Были у нас еще при отце, в самом раннем детстве, не то знакомые, не то родственники — семья Столяровых. Николай Александрович был женат на маминой двоюродной сестре, крестил моего брата Бориса.

О его жене запомнилось, что она ласково с нами, детьми, обращалась, но вообще была из тех, кто создан, чтобы над ними всегда подсмеивались. К нам в гости приходила в черном шелковом платье, а поверх него — толстая золотая цепь через шею, перекрещена на груди и завязана на спине. Выглядело это несуразно, смешно и забавляло нас, детей, да и взрослых. Вдобавок еще и рыжая, лохматая шевелюра, похожая больше на пух, чем на волосы.

Мне нравились многие из маминых знакомых, почти все, но ату семью, особенно Николая Александровича, я не любила, как-то даже боялась. Не любила, когда он заговаривал с нами — со мной и Тасей. Говорил сипло и натужно. Глаза у него косили, и смотрел он сразу на обеих — один глаз — на Тасю, другой — на меня — грозным взглядом, и этим делался не похожим на обыкновенного человека, скорее страшным персонажем из какой-нибудь сказки — злым волшебником, что ли. Потом мы поняли, что это выражение его глаз должно было изображать доброту, нарочно слегка прикрытую этой самой грозностью, но мы доброты не ощущали. Ну как бы тебе объяснить: не умел он быть просто добрым с нами, все

 

- 88 -

с какими-то фокусами, увертками. И не любили мы его с самого раннего детства, будто чувствовали, что ждет нас от него в будущем.

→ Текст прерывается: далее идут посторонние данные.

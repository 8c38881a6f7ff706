/*  Copyright 2022-23, Juspay India Pvt Ltd
    This program is free software: you can redistribute it and/or modify it under the terms of the GNU Affero General Public License
    as published by the Free Software Foundation, either version 3 of the License, or (at your option) any later version. This program
    is distributed in the hope that it will be useful, but WITHOUT ANY WARRANTY; without even the implied warranty of MERCHANTABILITY
    or FITNESS FOR A PARTICULAR PURPOSE. See the GNU Affero General Public License for more details. You should have received a copy of
    the GNU Affero General Public License along with this program. If not, see <https://www.gnu.org/licenses/>.
*/
use crate::common::types::*;

pub fn raw_location_key(SessionId(session_id): &SessionId) -> String {
    format!("tes:raw:{session_id}")
}

pub fn filtered_location_key(SessionId(session_id): &SessionId) -> String {
    format!("tes:filtered:{session_id}")
}

pub fn session_processing_lock_key(SessionId(session_id): &SessionId) -> String {
    format!("tes:processing:{session_id}")
}

pub fn health_check_key() -> String {
    "tes:health_check".to_string()
}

Его жена умерла, кажется, в конце 1917 года. Может быть, он и хорошо к ней относился, но всегда любил нашу маму. А она — единственного на свете — моего отца.

Но нет, не совсем так. У мамы, когда вышла замуж за отчима, все началось с нелюбви («Пошла за него сквозь слезы, чтобы не пропали вы с голоду и вообще, чтобы защитить вас, ведь имя вашего отца угрожало вам»,— говорила мне уже взрослой), а потом его нежнейшее, преданнейшее чувство победило — полюбила, привязалась. Неразлучная была пара.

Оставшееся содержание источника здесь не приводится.